Class discussion today was interesting, to say the least. Topic was American fundamentalism, and we came at the topic from two directions. One, politics and the media, and Two, the role of education in “the culture wars” over “family values.” Combination of things that came up got me thinking about a whole bunch of related topics.

First of all, I should just say that while I realize all to well the baggage that “born again” carries with it, as a symbol or metaphor it’s pretty darn good, and it’s a shame that this element of what Jesus was getting at is tarnished by so much judgmentalism and hypocrisy and especially of the triteness it connotes these days.

David James Duncan recently wrote that he was raised a chosen person, although it was not of his choosing. That’s an equally fitting description of so many Gen X and Y’ers who were like me, being born and brought up born again. I’m all for preserving and passing on the family and community faith. Of course. And in the context of today’s class, several students, God bless ’em, realized that for kids like this, the culture wars (such as they are today) aren’t being fought on fair turf. They’re being fought precisely on those kids who are being brought up born again. Born again/evangelical parents are not out in the trenches to fight for what they think is “the Christian worldview” (which is just as well, because I can’t even find THE Christian worldview, but that’s a post for another day). They’re putting their kids in the trenches; just look at Ron Luce’s Battle Cry. But it’s also evident in the educational process. We have “Christian Colleges,” like the one I went to way back when, a very typical, “this-is-your-father’s-evangelicalism-style” Christian college in Massachusetts. We have “Christian schools”, high schools and elementary schools, middle schools and preschools, out the wazoo. And they’re all evangelical schools, designed by and for evangelical parents and born again students. (And yes, I’m labelling here, knowing perfectly well that Parochial School are also Christian schools, but the “Christian School” label has been so coopted by Protestant Evangelicals with their heads up their … never mind.) And homeschool coops and individual homeschool families are pretty much radical vanguard of getting bona-fide Christian (read: evangelical) education that will ensure that our kids come to think the same way we do, or at least think the way we want them to think about our religion and our values.

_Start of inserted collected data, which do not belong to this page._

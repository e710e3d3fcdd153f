//! Output sinks for decoded hits.
//!
//! Supports a long CSV format (one row per hit), a wide CSV table (one row
//! per physics event, 32 columns per configured module) and a packed binary
//! format.

use crate::config::ModuleSpec;
use crate::types::{DecodedEvent, Family, Hit, CHANNELS_PER_MODULE};
use byteorder::{LittleEndian, WriteBytesExt};
use std::collections::HashMap;
use std::fs::File;
use std::io::{BufWriter, Seek, SeekFrom, Write};
use std::path::Path;
use thiserror::Error;

/// Magic bytes opening a binary hit file.
pub const BINARY_MAGIC: &[u8; 8] = b"DAQUNPK\0";

/// Binary format version.
pub const BINARY_VERSION: u32 = 1;

/// Byte offset of the hit count in the binary header.
const BINARY_COUNT_OFFSET: u64 = 12;

/// Errors that can occur during output writing.
#[derive(Error, Debug)]
pub enum OutputError {
    #[error("IO error: {0}")]
    Io(#[from] std::io::Error),

    #[error("Invalid format: {0}")]
    InvalidFormat(String),
}

/// Output file format, chosen by extension.
#[derive(Debug, Clone, Copy, PartialEq, Eq)]
pub enum OutputFormat {
    Csv,
    Binary,
}

impl OutputFormat {
    /// Determines the format from a path's extension (`.csv` or `.bin`).
    pub fn from_path<P: AsRef<Path>>(path: P) -> Result<Self, OutputError> {
        let ext = path
            .as_ref()
            .extension()
            .and_then(|e| e.to_str())
            .unwrap_or("")
            .to_lowercase();
        ext.parse()
    }
}

impl std::str::FromStr for OutputFormat {
    type Err = OutputError;

    fn from_str(s: &str) -> Result<Self, Self::Err> {
        match s.trim().to_lowercase().as_str() {
            "csv" => Ok(Self::Csv),
            "bin" | "binary" => Ok(Self::Binary),
            other => Err(OutputError::InvalidFormat(format!(
                "Unsupported output format: .{}. Use .csv or .bin",
                other
            ))),
        }
    }
}

/// CSV writer with one row per hit.
pub struct HitCsvWriter<W: Write> {
    writer: BufWriter<W>,
}

impl<W: Write> HitCsvWriter<W> {
    pub fn new(writer: W) -> Self {
        Self {
            writer: BufWriter::new(writer),
        }
    }

    /// Writes the column header.
    pub fn write_header(&mut self) -> Result<(), OutputError> {
        writeln!(self.writer, "event,family,selector,channel,value,valid")?;
        Ok(())
    }

    /// Writes a batch of hits.
    pub fn write_hits<'a, I>(&mut self, hits: I) -> Result<(), OutputError>
    where
        I: IntoIterator<Item = &'a Hit>,
    {
        for hit in hits {
            self.write_hit(hit)?;
        }
        Ok(())
    }

    #[inline]
    pub fn write_hit(&mut self, hit: &Hit) -> Result<(), OutputError> {
        writeln!(
            self.writer,
            "{},{},{},{},{},{}",
            hit.event,
            hit.family,
            hit.selector,
            hit.channel,
            hit.value,
            u8::from(hit.valid)
        )?;
        Ok(())
    }

    pub fn flush(&mut self) -> Result<(), OutputError> {
        self.writer.flush()?;
        Ok(())
    }
}

/// Wide CSV writer: one row per physics event, one column per module channel.
///
/// Blocks whose selector names a configured module contribute their decoded
/// channels; placeholders and truncated blocks are left out. Channels
/// without a hit are left empty.
pub struct TableCsvWriter<W: Write> {
    writer: BufWriter<W>,
    names: Vec<String>,
    columns: HashMap<(Family, u16), usize>,
    row: Vec<Option<u16>>,
}

impl<W: Write> TableCsvWriter<W> {
    pub fn new(writer: W, modules: &[ModuleSpec]) -> Self {
        let names = modules.iter().map(|m| m.name.clone()).collect();
        let columns = modules
            .iter()
            .enumerate()
            .map(|(i, m)| ((m.family, m.selector), i))
            .collect();
        Self {
            writer: BufWriter::new(writer),
            names,
            columns,
            row: vec![None; modules.len() * CHANNELS_PER_MODULE],
        }
    }

    /// Writes `event,<module>_00,...,<module>_31,...`.
    pub fn write_header(&mut self) -> Result<(), OutputError> {
        write!(self.writer, "event")?;
        for name in &self.names {
            for channel in 0..CHANNELS_PER_MODULE {
                write!(self.writer, ",{}_{:02}", name, channel)?;
            }
        }
        writeln!(self.writer)?;
        Ok(())
    }

    /// Writes one row for the blocks of one physics event.
    ///
    /// A later hit on the same channel overwrites an earlier one.
    pub fn write_event(&mut self, event: u64, blocks: &[DecodedEvent]) -> Result<(), OutputError> {
        self.row.iter_mut().for_each(|v| *v = None);

        for block in blocks.iter().filter(|b| !b.is_truncated()) {
            let Some(&module) = self.columns.get(&(block.family, block.selector)) else {
                continue;
            };
            for cv in block.decoded_channels() {
                let channel = cv.channel as usize;
                if channel >= CHANNELS_PER_MODULE {
                    continue;
                }
                self.row[module * CHANNELS_PER_MODULE + channel] = Some(cv.value);
            }
        }

        write!(self.writer, "{}", event)?;
        for value in &self.row {
            match value {
                Some(v) => write!(self.writer, ",{}", v)?,
                None => write!(self.writer, ",")?,
            }
        }
        writeln!(self.writer)?;
        Ok(())
    }

    pub fn flush(&mut self) -> Result<(), OutputError> {
        self.writer.flush()?;
        Ok(())
    }
}

/// Binary output format for hits.
///
/// Header (20 bytes):
/// - magic: `DAQUNPK\0` (8 bytes)
/// - version: u32
/// - hit count: u64, patched by [`finish`](Self::finish)
///
/// Each hit is written as a packed 16-byte record:
/// - event: u64
/// - family: u8
/// - valid: u8
/// - selector: u16
/// - channel: u8
/// - padding: u8
/// - value: u16
pub struct BinaryWriter<W: Write + Seek> {
    writer: BufWriter<W>,
    count: u64,
}

impl<W: Write + Seek> BinaryWriter<W> {
    pub fn new(writer: W) -> Self {
        Self {
            writer: BufWriter::new(writer),
            count: 0,
        }
    }

    /// Writes the file header with a zero hit count.
    pub fn write_header(&mut self) -> Result<(), OutputError> {
        self.writer.write_all(BINARY_MAGIC)?;
        self.writer.write_u32::<LittleEndian>(BINARY_VERSION)?;
        self.writer.write_u64::<LittleEndian>(0)?;
        Ok(())
    }

    /// Writes a batch of hits.
    pub fn write_hits<'a, I>(&mut self, hits: I) -> Result<(), OutputError>
    where
        I: IntoIterator<Item = &'a Hit>,
    {
        for hit in hits {
            self.writer.write_u64::<LittleEndian>(hit.event)?;
            self.writer.write_u8(hit.family as u8)?;
            self.writer.write_u8(u8::from(hit.valid))?;
            self.writer.write_u16::<LittleEndian>(hit.selector)?;
            self.writer.write_u8(hit.channel)?;
            self.writer.write_u8(0)?;
            self.writer.write_u16::<LittleEndian>(hit.value)?;
            self.count += 1;
        }
        Ok(())
    }

    /// Hits written so far.
    pub fn count(&self) -> u64 {
        self.count
    }

    /// Patches the hit count into the header and flushes.
    pub fn finish(mut self) -> Result<W, OutputError> {
        self.writer.flush()?;
        let mut inner = self
            .writer
            .into_inner()
            .map_err(|e| OutputError::Io(e.into_error()))?;
        let end = inner.stream_position()?;
        inner.seek(SeekFrom::Start(BINARY_COUNT_OFFSET))?;
        inner.write_u64::<LittleEndian>(self.count)?;
        inner.seek(SeekFrom::Start(end))?;
        inner.flush()?;
        Ok(inner)
    }
}

/// Writes hits to a CSV file.
pub fn write_csv<P: AsRef<Path>>(path: P, hits: &[Hit]) -> Result<(), OutputError> {
    let file = File::create(path)?;
    let mut writer = HitCsvWriter::new(file);
    writer.write_header()?;
    writer.write_hits(hits)?;
    writer.flush()?;
    Ok(())
}

/// Writes hits to a binary file.
pub fn write_binary<P: AsRef<Path>>(path: P, hits: &[Hit]) -> Result<(), OutputError> {
    let file = File::create(path)?;
    let mut writer = BinaryWriter::new(file);
    writer.write_header()?;
    writer.write_hits(hits)?;
    writer.finish()?;
    Ok(())
}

Then I had one of those moments. How come we don’t have any “mainline” or “progressive” or (heaven forbid!) “liberal” Christian institutions of learning? There are Catholic ones. There are Evangelical ones. There are colleges and universities (perhaps most of them, in fact) that were founded by and affiliated with mainline denominations (like Methodists or Presbyterians) but who are no longer connected with their denominational ancestry. What is the deal here? For those of us who are uncomfortable with Evangelical hegemony over the role Christianity (and religion in general) could or should play in our society, why are there no other options for Protestants, or Jews, or Muslims, or whatever?

I have some thoughts, but I’m interested in hearing others’. Start things off; I’m going to bed, but will check in tomorrow and probably write a follow-up or two.